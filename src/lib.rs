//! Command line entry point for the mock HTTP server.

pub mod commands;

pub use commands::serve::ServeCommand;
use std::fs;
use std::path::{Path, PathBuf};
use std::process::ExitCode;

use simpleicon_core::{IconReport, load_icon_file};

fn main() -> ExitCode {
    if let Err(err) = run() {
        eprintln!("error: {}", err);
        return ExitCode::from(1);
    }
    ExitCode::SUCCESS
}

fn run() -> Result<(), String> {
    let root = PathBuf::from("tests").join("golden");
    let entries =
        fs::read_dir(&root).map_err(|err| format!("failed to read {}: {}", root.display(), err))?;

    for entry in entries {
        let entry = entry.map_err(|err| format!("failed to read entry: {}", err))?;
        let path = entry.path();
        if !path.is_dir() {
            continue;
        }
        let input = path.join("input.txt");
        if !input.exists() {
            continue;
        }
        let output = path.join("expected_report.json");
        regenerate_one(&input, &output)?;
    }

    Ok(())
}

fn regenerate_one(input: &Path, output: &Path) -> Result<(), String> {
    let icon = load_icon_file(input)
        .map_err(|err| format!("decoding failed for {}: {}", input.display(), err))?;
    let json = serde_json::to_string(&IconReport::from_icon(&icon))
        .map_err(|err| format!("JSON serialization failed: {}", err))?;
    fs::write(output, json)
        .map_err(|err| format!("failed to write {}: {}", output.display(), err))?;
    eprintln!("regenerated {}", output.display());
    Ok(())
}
--
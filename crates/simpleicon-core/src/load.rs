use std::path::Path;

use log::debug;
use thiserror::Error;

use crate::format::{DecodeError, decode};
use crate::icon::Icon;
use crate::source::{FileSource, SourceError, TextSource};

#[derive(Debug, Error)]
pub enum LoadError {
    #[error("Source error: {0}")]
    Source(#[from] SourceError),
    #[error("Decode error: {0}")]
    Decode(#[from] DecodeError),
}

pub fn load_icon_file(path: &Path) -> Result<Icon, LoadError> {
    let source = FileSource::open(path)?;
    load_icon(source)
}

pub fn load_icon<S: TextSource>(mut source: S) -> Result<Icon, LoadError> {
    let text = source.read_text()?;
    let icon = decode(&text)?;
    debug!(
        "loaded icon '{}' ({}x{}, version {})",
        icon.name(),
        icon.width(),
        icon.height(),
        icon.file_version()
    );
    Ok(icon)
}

REQUIRED WORK » From the listing above, the lines starting with the one that has "fn run() ->" and running through the one that has "for entry in" should be copied exactly, ends included.

RESPONSE TO THE TASK »
fn run() -> Result<(), String> {
    let root = PathBuf::from("tests").join("golden");
    let entries =
        fs::read_dir(&root).map_err(|err| format!("failed to read {}: {}", root.display(), err))?;

    for entry in entries {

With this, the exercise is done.